Provided entries START
use serde::{de, Deserialize, Deserializer, Serialize};
use serde_json::Value;
use std::collections::BTreeMap;

/// Response from `POST /upload`.
#[derive(Debug, Clone, PartialEq, Serialize, Deserialize)]
pub struct UploadResponse {
    pub file_id: String,
    pub filename: String,
    pub status: String,
}

/// Response from `GET /process/{file_id}`.
#[derive(Debug, Clone, PartialEq, Serialize, Deserialize)]
pub struct ProcessResponse {
    pub file_id: String,
    pub status: String,
    #[serde(default)]
    pub rows_processed: u64,
    #[serde(default)]
    pub features_created: u64,
}

// Forecast

#[derive(Debug, Clone, PartialEq, Serialize, Deserialize)]
pub struct ForecastPayload {
    #[serde(default)]
    pub chart_data: Vec<ForecastPoint>,
    #[serde(default)]
    pub prediction_results: PredictionResults,
    #[serde(default)]
    pub model_details: BTreeMap<String, DetailValue>,
}

#[derive(Debug, Clone, PartialEq, Serialize, Deserialize)]
pub struct ForecastPoint {
    pub date: String,
    #[serde(default)]
    pub actual: Option<f64>,
    pub predicted: f64,
    #[serde(default)]
    pub lower_bound: Option<f64>,
    #[serde(default)]
    pub upper_bound: Option<f64>,
}

#[derive(Debug, Clone, Default, PartialEq, Serialize, Deserialize)]
pub struct PredictionResults {
    #[serde(default)]
    pub best_model: BestModel,
    #[serde(default)]
    pub all_models: Value,
    #[serde(default)]
    pub prediction_summary: PredictionSummary,
}

#[derive(Debug, Clone, Default, PartialEq, Serialize, Deserialize)]
pub struct BestModel {
    #[serde(default)]
    pub model_type: Option<String>,
    #[serde(default)]
    pub accuracy_score: Option<f64>,
    #[serde(flatten)]
    pub extra: BTreeMap<String, Value>,
}

impl BestModel {
    /// `linear_regression` -> `linear regression`
    pub fn display_name(&self) -> String {
        self.model_type
            .as_deref()
            .map(|name| name.replace('_', " "))
            .unwrap_or_else(|| "unknown".to_string())
    }
}

#[derive(Debug, Clone, Default, PartialEq, Serialize, Deserialize)]
pub struct PredictionSummary {
    #[serde(default)]
    pub avg_predicted_sales: Option<f64>,
    #[serde(default)]
    pub max_predicted_day: Option<String>,
    #[serde(default)]
    pub max_predicted_value: Option<f64>,
    #[serde(default)]
    pub min_predicted_day: Option<String>,
    #[serde(default)]
    pub min_predicted_value: Option<f64>,
    #[serde(default)]
    pub trend: Option<String>,
    #[serde(default)]
    pub trend_percentage: Option<f64>,
    #[serde(flatten)]
    pub extra: BTreeMap<String, Value>,
}

/// A `model_details` value: the backend mixes numbers and strings.
#[derive(Debug, Clone, PartialEq, Serialize, Deserialize)]
#[serde(untagged)]
pub enum DetailValue {
    Number(f64),
    Text(String),
}

impl std::fmt::Display for DetailValue {
    fn fmt(&self, f: &mut std::fmt::Formatter<'_>) -> std::fmt::Result {
        match self {
            DetailValue::Number(n) => write!(f, "{:.2}", n),
            DetailValue::Text(s) => f.write_str(s),
        }
    }
}

/// Counts computed with pandas come back as floats (`10.0`); accept any
/// JSON number that holds a non-negative whole value.
fn whole_number<'de, D: Deserializer<'de>>(deserializer: D) -> Result<u64, D::Error> {
    let value = f64::deserialize(deserializer)?;
    if value.is_finite() && value >= 0.0 && value.fract() == 0.0 && value <= u64::MAX as f64 {
        Ok(value as u64)
    } else {
        Err(de::Error::invalid_value(
            de::Unexpected::Float(value),
            &"a non-negative whole number",
        ))
    }
}

// Products

#[derive(Debug, Clone, PartialEq, Serialize, Deserialize)]
pub struct ProductsPayload {
    #[serde(default)]
    pub chart_data: Vec<ProductShare>,
    #[serde(default)]
    pub summary: ProductSummary,
    /// Rank order as returned by the backend.
    #[serde(default)]
    pub product_details: Vec<ProductDetail>,
}

#[derive(Debug, Clone, PartialEq, Serialize, Deserialize)]
pub struct ProductShare {
    pub name: String,
    pub value: f64,
    pub percent: f64,
}

#[derive(Debug, Clone, Default, PartialEq, Serialize, Deserialize)]
pub struct ProductSummary {
    #[serde(default, deserialize_with = "whole_number")]
    pub total_products: u64,
    #[serde(default)]
    pub top_five_percentage: f64,
    #[serde(default)]
    pub top_category: String,
    #[serde(default)]
    pub top_category_percentage: f64,
    #[serde(default)]
    pub highest_margin_product: String,
}

#[derive(Debug, Clone, PartialEq, Serialize, Deserialize)]
pub struct ProductDetail {
    pub name: String,
    pub category: String,
    pub revenue: f64,
    #[serde(deserialize_with = "whole_number")]
    pub quantity: u64,
    pub percentage: f64,
}

// Report

#[derive(Debug, Clone, Default, PartialEq, Serialize, Deserialize)]
pub struct ReportPayload {
    #[serde(default)]
    pub summary: String,
    #[serde(default)]
    pub insights: Vec<String>,
    #[serde(default)]
    pub recommendations: Vec<String>,
    #[serde(default)]
    pub future_outlook: String,
}

/// Body of `POST /report/{file_id}`.
#[derive(Debug, Clone, Serialize, Deserialize)]
pub struct ReportEnvelope {
    pub report: ReportPayload,
}

/// Error body the backend attaches to non-2xx responses.
#[derive(Debug, Clone, Default, Deserialize)]
pub struct ApiErrorBody {
    #[serde(default)]
    pub detail: Option<Value>,
    #[serde(default)]
    pub code: Option<String>,
}

impl ApiErrorBody {
    /// FastAPI validation errors carry a list under `detail`; only a plain
    /// string is treated as a user-facing message.
    pub fn detail_text(&self) -> Option<String> {
        match &self.detail {
            Some(Value::String(s)) => Some(s.clone()),
            _ => None,
        }
    }
}

#[cfg(test)]
mod tests {
    use super::*;
    use serde_json::json;

    #[test]
    fn test_forecast_payload_decodes_mixed_model_details() {
        let body = json!({
            "chart_data": [
                {"date": "2024-01-01", "actual": 120.5, "predicted": 118.0},
                {"date": "2024-01-02", "predicted": 130.0, "lower_bound": 110.0, "upper_bound": 150.0}
            ],
            "prediction_results": {
                "best_model": {"model_type": "linear_regression", "accuracy_score": 0.91, "r2": 0.88},
                "all_models": [{"model_type": "svm"}],
                "prediction_summary": {"avg_predicted_sales": 124.0, "trend": "increasing"}
            },
            "model_details": {"n_features": 12, "algorithm": "OLS"}
        });

        let payload: ForecastPayload = serde_json::from_value(body).unwrap();
        assert_eq!(payload.chart_data.len(), 2);
        assert_eq!(payload.chart_data[0].actual, Some(120.5));
        assert_eq!(payload.chart_data[1].actual, None);
        assert_eq!(payload.prediction_results.best_model.display_name(), "linear regression");
        assert!(payload.prediction_results.best_model.extra.contains_key("r2"));
        assert_eq!(payload.model_details["n_features"], DetailValue::Number(12.0));
        assert_eq!(payload.model_details["algorithm"], DetailValue::Text("OLS".to_string()));
    }

    #[test]
    fn test_products_payload_keeps_rank_order() {
        let body = json!({
            "chart_data": [],
            "summary": {
                "total_products": 3,
                "top_five_percentage": 100.0,
                "top_category": "Main",
                "top_category_percentage": 70.0,
                "highest_margin_product": "Pizza"
            },
            "product_details": [
                {"name": "Burger", "category": "Main", "revenue": 50.0, "quantity": 5, "percentage": 20.0},
                {"name": "Pizza", "category": "Main", "revenue": 200.0, "quantity": 10, "percentage": 80.0}
            ]
        });

        let payload: ProductsPayload = serde_json::from_value(body).unwrap();
        let names: Vec<_> = payload.product_details.iter().map(|p| p.name.as_str()).collect();
        assert_eq!(names, vec!["Burger", "Pizza"]);
    }

    #[test]
    fn test_error_body_detail_text() {
        let body: ApiErrorBody = serde_json::from_value(json!({"detail": "File not found"})).unwrap();
        assert_eq!(body.detail_text().as_deref(), Some("File not found"));

        let body: ApiErrorBody = serde_json::from_value(json!({"detail": [{"loc": ["path"]}]})).unwrap();
        assert_eq!(body.detail_text(), None);
    }

    #[test]
    fn test_float_counts_decode_as_integers() {
        let payload: ProductsPayload = serde_json::from_value(serde_json::json!({
            "chart_data": [],
            "summary": {"total_products": 12.0, "top_five_percentage": 71.5},
            "product_details": [
                {"name": "Pizza", "category": "Main", "revenue": 123.4, "quantity": 10.0, "percentage": 12.345},
                {"name": "Soda", "category": "Drinks", "revenue": 20.0, "quantity": 8, "percentage": 2.0}
            ]
        }))
        .unwrap();

        assert_eq!(payload.summary.total_products, 12);
        assert_eq!(payload.product_details[0].quantity, 10);
        assert_eq!(payload.product_details[1].quantity, 8);
        assert!(crate::export::csv::products_csv(&payload.product_details).contains(",123.40,10,12.35\n"));

        let fractional = serde_json::json!({"name": "Pizza", "category": "Main", "revenue": 1.0, "quantity": 2.5, "percentage": 1.0});
        assert!(serde_json::from_value::<ProductDetail>(fractional).is_err());
        let negative = serde_json::json!({"name": "Pizza", "category": "Main", "revenue": 1.0, "quantity": -3, "percentage": 1.0});
        assert!(serde_json::from_value::<ProductDetail>(negative).is_err());
    }
}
Provided entries END
# [Brief]
Return a copy of each line in the records above that has "impl" in it.

# [Response to this task]
impl BestModel {
impl std::fmt::Display for DetailValue {
impl ApiErrorBody {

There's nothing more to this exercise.